As Mollie was approaching the end of her pregnancy, the couple were reluctant to travel despite the danger of hostile Indians. One night in May 1835, there was a severe thunderstorm and Mollie went into labor. She appeared to be having problems with the birth so Dent decided to ride westwards for help. He arrived at a Mexican goat ranch on the Pecos Canyon, and told them desperately about his wife's condition, begging for someone to ride back with him.
But as the Mexicans prepared their horses to leave there was a furious crash of thunder and a bolt of lightning struck Dent from his horse killing him instantly. After a considerable delay the goat herders mounted up and followed Dent's directions. However, darkness fell before they had got over the divide to Devil's River, thus delaying the search. Finally, at sunrise the next morning they located the Dent's isolated cabin.
But what they found outside the cabin, in an open brush arbor, was Mollie Dent lying dead, alone. She had apparently died in childbirth, but there was no trace of the baby anywhere. The child was never found, but fang marks on the woman's body and numerous wolf tracks over the area made the goat herders naturally assume that the infant had either been devoured or carried off by lobo wolves.

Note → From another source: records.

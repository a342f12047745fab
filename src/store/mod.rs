//! Embedded cache store
//!
//! One SQLite database holds the registry, every snapshot and every
//! change-package side table. Access goes through [`Database`], which
//! hands out pooled connections and serialises all mutating work behind
//! one process-wide gate.
//!
//! # Units of work
//!
//! | Kind | Gate | Transaction |
//! |------|------|-------------|
//! | read | no | none (autocommit) |
//! | write | held for the whole call | one, committed once |

pub mod codec;
pub mod pool;
pub mod schema;

pub use codec::{FieldValue, RowCodec, RowData};
pub use pool::{ConnectionPool, PoolOptions, StoreTarget};
pub use schema::Field;

use crate::config::{Config, ConfigManager};
use crate::error::{SnapError, SnapResult};
use rusqlite::{Connection, Transaction, TransactionBehavior};
use std::path::Path;
use std::sync::{Mutex, MutexGuard};
use std::time::Duration;
use tracing::{debug, error};

/// Serialises every mutating operation in the process
static WRITE_GATE: Mutex<()> = Mutex::new(());

fn acquire_gate() -> MutexGuard<'static, ()> {
    WRITE_GATE
        .lock()
        .unwrap_or_else(|poisoned| poisoned.into_inner())
}

/// Handle to the embedded store
#[derive(Clone)]
pub struct Database {
    pool: ConnectionPool,
}

impl Database {
    /// Open (or create) a store file
    pub fn open(path: &Path, options: PoolOptions) -> SnapResult<Self> {
        debug!("Opening cache store at {}", path.display());
        let pool = ConnectionPool::new(StoreTarget::File(path.to_path_buf()), options)?;
        Ok(Self { pool })
    }

    /// Open a private in-memory store
    pub fn open_in_memory() -> SnapResult<Self> {
        let pool = ConnectionPool::new(StoreTarget::Memory, PoolOptions::default())?;
        Ok(Self { pool })
    }

    /// Open the store described by a loaded config
    pub fn from_config(config: &Config) -> SnapResult<Self> {
        let options = PoolOptions {
            max_size: usize::try_from(config.store.pool_size).unwrap_or(1),
            checkout_timeout: Duration::from_millis(config.store.checkout_timeout_ms),
            busy_timeout: Duration::from_millis(config.store.busy_timeout_ms),
        };
        Self::open(&ConfigManager::database_path(config), options)
    }

    /// Run a read-only unit of work
    ///
    /// Reads do not take the write gate and see whatever has been committed.
    pub fn read<T>(
        &self,
        context: &str,
        work: impl FnOnce(&Connection) -> SnapResult<T>,
    ) -> SnapResult<T> {
        let conn = self.pool.get()?;
        work(&conn).inspect_err(|e| error!("Failed while {}: {}", context, e))
    }

    /// Run a mutating unit of work
    ///
    /// Holds the process-wide gate, runs `work` inside one transaction and
    /// commits exactly once. Any error rolls the whole unit back.
    pub fn write<T>(
        &self,
        context: &str,
        work: impl FnOnce(&Transaction<'_>) -> SnapResult<T>,
    ) -> SnapResult<T> {
        let _gate = acquire_gate();
        let mut conn = self.pool.get()?;

        let tx = conn
            .transaction_with_behavior(TransactionBehavior::Immediate)
            .map_err(|e| SnapError::storage(format!("starting transaction for {context}"), e))?;

        match work(&tx) {
            Ok(value) => {
                tx.commit()
                    .map_err(|e| SnapError::storage(format!("committing {context}"), e))?;
                Ok(value)
            }
            Err(e) => {
                error!("Failed while {}: {}", context, e);
                // Dropping the transaction rolls it back.
                drop(tx);
                Err(e)
            }
        }
    }

    /// Underlying pool, for diagnostics
    pub fn pool(&self) -> &ConnectionPool {
        &self.pool
    }
}
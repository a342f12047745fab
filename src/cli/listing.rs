//! JSON-lines member listings
//!
//! Each non-empty line is one [`MemberDescriptor`], optionally carrying the
//! `author` of that revision:
//!
//! ```text
//! {"kind":"directory","name":"/repo/app/lib/project.pj","id":"#/repo/app#lib"}
//! {"kind":"file","name":"/repo/app/a.c","id":"a.c","parent":"/repo/app/project.pj","revision":"1.4","author":"alice"}
//! ```

use crate::delta::StaticAuthors;
use crate::error::{SnapError, SnapResult};
use crate::snapshot::MemberDescriptor;
use serde::Deserialize;
use std::io::Read;
use std::path::Path;
use tracing::debug;

#[derive(Deserialize)]
struct ListingLine {
    #[serde(flatten)]
    member: MemberDescriptor,
    #[serde(default)]
    author: Option<String>,
}

/// A parsed listing
pub struct Listing {
    /// Members in listing order; malformed lines stay in place as errors
    pub members: Vec<SnapResult<MemberDescriptor>>,
    /// Authors found in the listing
    pub authors: StaticAuthors,
}

impl Listing {
    /// Read a listing from a file, or stdin for `-`
    pub async fn load(path: &Path) -> SnapResult<Self> {
        let text = if path == Path::new("-") {
            let mut text = String::new();
            std::io::stdin()
                .read_to_string(&mut text)
                .map_err(|e| SnapError::io("reading member listing from stdin", e))?;
            text
        } else {
            tokio::fs::read_to_string(path)
                .await
                .map_err(|e| SnapError::io(format!("reading {}", path.display()), e))?
        };
        Ok(Self::parse(&text))
    }

    /// Parse listing text
    pub fn parse(text: &str) -> Self {
        let mut authors = StaticAuthors::default();
        let mut members = Vec::new();

        for (idx, line) in text.lines().enumerate() {
            let line = line.trim();
            if line.is_empty() {
                continue;
            }
            match serde_json::from_str::<ListingLine>(line) {
                Ok(ListingLine { member, author }) => {
                    if let (
                        MemberDescriptor::File { id, revision, .. },
                        Some(author),
                    ) = (&member, author)
                    {
                        authors.insert(id.as_str(), revision.as_str(), author);
                    }
                    members.push(Ok(member));
                }
                Err(e) => members.push(Err(SnapError::Member {
                    line: idx + 1,
                    reason: e.to_string(),
                })),
            }
        }

        debug!(
            "Parsed {} listing entries, {} with authors",
            members.len(),
            authors.len()
        );
        Self { members, authors }
    }
}
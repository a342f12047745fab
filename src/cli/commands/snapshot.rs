//! Snapshot and poll commands - record a build's member listing

use crate::audit::{AuditEvent, AuditLog};
use crate::cli::args::{OutputFormat, PollArgs, SnapshotArgs, SourceArgs};
use crate::cli::listing::Listing;
use crate::cli::open_store;
use crate::config::Config;
use crate::delta::PollOutcome;
use crate::error::SnapResult;
use crate::snapshot::ProjectScope;
use crate::ui::{self, UiContext};
use crate::workflow::{BuildRequest, BuildSummary, Workflow};

/// Execute the snapshot command
pub async fn execute(args: SnapshotArgs, config: &Config) -> SnapResult<()> {
    let listing = Listing::load(&args.source.members).await?;
    let db = open_store(config).await?;
    let workflow = Workflow::new(db, config);

    let request = BuildRequest {
        job: args.key.job.clone(),
        configuration: args.key.configuration.clone(),
        build_number: args.build,
        scope: scope(&args.source),
    };
    let summary = workflow.run_build(&request, listing.members, &listing.authors)?;

    let audit = AuditLog::new(config);
    audit
        .record(&AuditEvent::Registered {
            job: &request.job,
            configuration: &request.configuration,
            build_number: request.build_number,
            cache_id: &summary.cache_id,
        })
        .await;
    audit
        .record(&AuditEvent::Compared {
            cache_id: &summary.cache_id,
            baseline: summary.baseline.as_ref(),
            report: &summary.delta,
        })
        .await;
    if let Some(report) = &summary.retention {
        audit
            .record(&AuditEvent::Retained {
                job: &request.job,
                build_number: request.build_number,
                report,
            })
            .await;
    }

    print_summary(&summary, args.format)
}

/// Execute the poll command
pub async fn poll(args: PollArgs, config: &Config) -> SnapResult<()> {
    let listing = Listing::load(&args.source.members).await?;
    let db = open_store(config).await?;
    let workflow = Workflow::new(db, config);

    let summary = workflow.poll(
        &args.key.job,
        &args.key.configuration,
        &scope(&args.source),
        listing.members,
    )?;

    print_summary(&summary, args.format)
}

fn scope(source: &SourceArgs) -> ProjectScope {
    ProjectScope::new(source.project.clone(), source.config_path.clone())
}

fn print_summary(summary: &BuildSummary, format: OutputFormat) -> SnapResult<()> {
    match format {
        OutputFormat::Json => {
            println!("{}", serde_json::to_string_pretty(summary)?);
        }
        OutputFormat::Plain => {
            println!("{} {}", summary.cache_id, summary.change_count());
        }
        OutputFormat::Table => {
            let ctx = UiContext::detect();
            ui::key_value(&ctx, "Cache", summary.cache_id.as_str());
            ui::key_value(
                &ctx,
                "Baseline",
                summary
                    .baseline
                    .as_ref()
                    .map(|c| c.as_str())
                    .unwrap_or("(none)"),
            );
            ui::key_value(
                &ctx,
                "Members",
                &format!(
                    "{} files, {} subprojects",
                    summary.populate.files, summary.populate.directories
                ),
            );
            let skipped = summary.populate.skipped_pending
                + summary.populate.skipped_outside_root
                + summary.populate.skipped_duplicate;
            if skipped > 0 {
                ui::step_warn(&ctx, &format!("{skipped} entries skipped"));
            }
            ui::key_value(
                &ctx,
                "Delta",
                &format!(
                    "{} added, {} changed, {} dropped, {} unchanged",
                    summary.delta.added,
                    summary.delta.changed,
                    summary.delta.dropped,
                    summary.delta.unchanged
                ),
            );
            if summary.backfilled > 0 {
                ui::key_value(&ctx, "Authors backfilled", &summary.backfilled.to_string());
            }
            if let Some(report) = &summary.retention {
                if report.entries_removed > 0 {
                    ui::step_info(
                        &ctx,
                        &format!("Retired {} older caches", report.entries_removed),
                    );
                }
            }
            match summary.outcome {
                PollOutcome::NoChanges => ui::step_ok(&ctx, "No changes"),
                outcome => ui::step_ok(&ctx, &outcome.to_string()),
            }
        }
    }
    Ok(())
}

First Sighting of the Wolf Girl
But this was just the beginning of the story. Ten years later, In 1845, a boy living at San Felipe Springs (Del-Rio) reportedly saw 'a creature, with long hair covering its features, that looked like a naked girl' attacking a herd of goats in the company of a pack of lobo wolves. The story was ridiculed by many, but still managed to spread back among the settlements. Around a year after this incident, a Mexican woman at San Felipe claimed she had seen two large wolves and an unclothed young girl devouring a freshly killed goat. She approached close to the group, she said, before they saw her and ran off.

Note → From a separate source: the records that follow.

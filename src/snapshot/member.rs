//! Member rows of a snapshot

use crate::error::{SnapError, SnapResult};
use crate::store::{Field, FieldValue, RowData};
use chrono::{DateTime, Utc};
use serde::{Deserialize, Serialize};
use std::fmt;

/// Kind of project member
#[derive(Debug, Clone, Copy, PartialEq, Eq, Hash, Serialize, Deserialize)]
#[serde(rename_all = "lowercase")]
pub enum MemberKind {
    /// A file; the only kind that takes part in comparisons
    File,
    /// A subproject mount point
    Directory,
}

impl MemberKind {
    /// Stored column value
    pub fn code(self) -> i64 {
        match self {
            Self::File => 0,
            Self::Directory => 1,
        }
    }

    /// Parse a stored column value
    pub fn from_code(code: i64) -> Option<Self> {
        match code {
            0 => Some(Self::File),
            1 => Some(Self::Directory),
            _ => None,
        }
    }
}

/// Classification of a member against the baseline
#[derive(Debug, Clone, Copy, PartialEq, Eq, PartialOrd, Ord, Hash, Default, Serialize, Deserialize)]
#[serde(rename_all = "lowercase")]
pub enum DeltaState {
    Unchanged,
    Added,
    Changed,
    Dropped,
    /// Not compared yet
    #[default]
    Unset,
}

impl DeltaState {
    /// Stored column value (`None` is stored as NULL)
    pub fn code(self) -> Option<i64> {
        match self {
            Self::Unchanged => Some(0),
            Self::Added => Some(1),
            Self::Changed => Some(2),
            Self::Dropped => Some(3),
            Self::Unset => None,
        }
    }

    /// Parse a stored column value
    pub fn from_code(code: Option<i64>) -> Self {
        match code {
            Some(0) => Self::Unchanged,
            Some(1) => Self::Added,
            Some(2) => Self::Changed,
            Some(3) => Self::Dropped,
            _ => Self::Unset,
        }
    }

    /// Whether this state counts as a change
    pub fn is_change(self) -> bool {
        matches!(self, Self::Added | Self::Changed | Self::Dropped)
    }
}

impl fmt::Display for DeltaState {
    fn fmt(&self, f: &mut fmt::Formatter<'_>) -> fmt::Result {
        match self {
            Self::Unchanged => write!(f, "unchanged"),
            Self::Added => write!(f, "added"),
            Self::Changed => write!(f, "changed"),
            Self::Dropped => write!(f, "dropped"),
            Self::Unset => write!(f, "-"),
        }
    }
}

/// One member row
#[derive(Debug, Clone, PartialEq, Serialize, Deserialize)]
pub struct MemberRecord {
    pub kind: MemberKind,
    pub name: String,
    pub member_id: Option<String>,
    pub timestamp: Option<DateTime<Utc>>,
    pub description: Option<String>,
    pub author: Option<String>,
    pub config_path: Option<String>,
    pub revision: Option<String>,
    pub old_revision: Option<String>,
    pub relative_path: Option<String>,
    pub checksum: Option<String>,
    pub delta: DeltaState,
}

impl MemberRecord {
    /// A bare file row, mostly for building test fixtures
    pub fn file(name: impl Into<String>, revision: impl Into<String>) -> Self {
        Self {
            kind: MemberKind::File,
            name: name.into(),
            member_id: None,
            timestamp: None,
            description: None,
            author: None,
            config_path: None,
            revision: Some(revision.into()),
            old_revision: None,
            relative_path: None,
            checksum: None,
            delta: DeltaState::Unset,
        }
    }

    /// Build a record from a decoded row
    ///
    /// Views select column subsets, so every field except the name is
    /// optional; a missing kind means the view only returns files.
    pub fn from_row(row: &RowData) -> SnapResult<Self> {
        let text = |field: Field| row.get(&field).map(|v| v.to_string());

        let name = text(Field::Name)
            .ok_or_else(|| SnapError::Internal("member row without a name".to_string()))?;
        let kind = match row.get(&Field::Kind).and_then(FieldValue::as_i64) {
            Some(code) => MemberKind::from_code(code).ok_or_else(|| {
                SnapError::Internal(format!("member {name} has unknown kind {code}"))
            })?,
            None => MemberKind::File,
        };

        Ok(Self {
            kind,
            member_id: text(Field::MemberId),
            timestamp: row.get(&Field::Timestamp).and_then(FieldValue::as_timestamp),
            description: text(Field::Description),
            author: text(Field::Author),
            config_path: text(Field::ConfigPath),
            revision: text(Field::Revision),
            old_revision: text(Field::OldRevision),
            relative_path: text(Field::RelativePath),
            checksum: text(Field::Checksum),
            delta: DeltaState::from_code(row.get(&Field::Delta).and_then(FieldValue::as_i64)),
            name,
        })
    }

    /// Revision, or empty when unknown
    pub fn revision_str(&self) -> &str {
        self.revision.as_deref().unwrap_or_default()
    }
}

The woman noticed that the girl ran initially on all-fours, but then rose up and ran on two feet, keeping close to the wolves. The woman was in no doubt about what she had seen, and the scattering of people in the Devil's River country began to keep a sharp watch for the girl. There were similar reports by others in the region during the following year and Apache stories told of a child's footprints, sometimes accompanied by hand prints, having been found among wolf tracks in sandy places along the river. A hunt was organised to capture the 'Lobo (or Wolf) Girl of Devil's River' as she had now become known, comprising mainly Mexican vaqueros. On the third day of the hunt the naked girl was sighted near Espantosa Lake running with a pack of wolves.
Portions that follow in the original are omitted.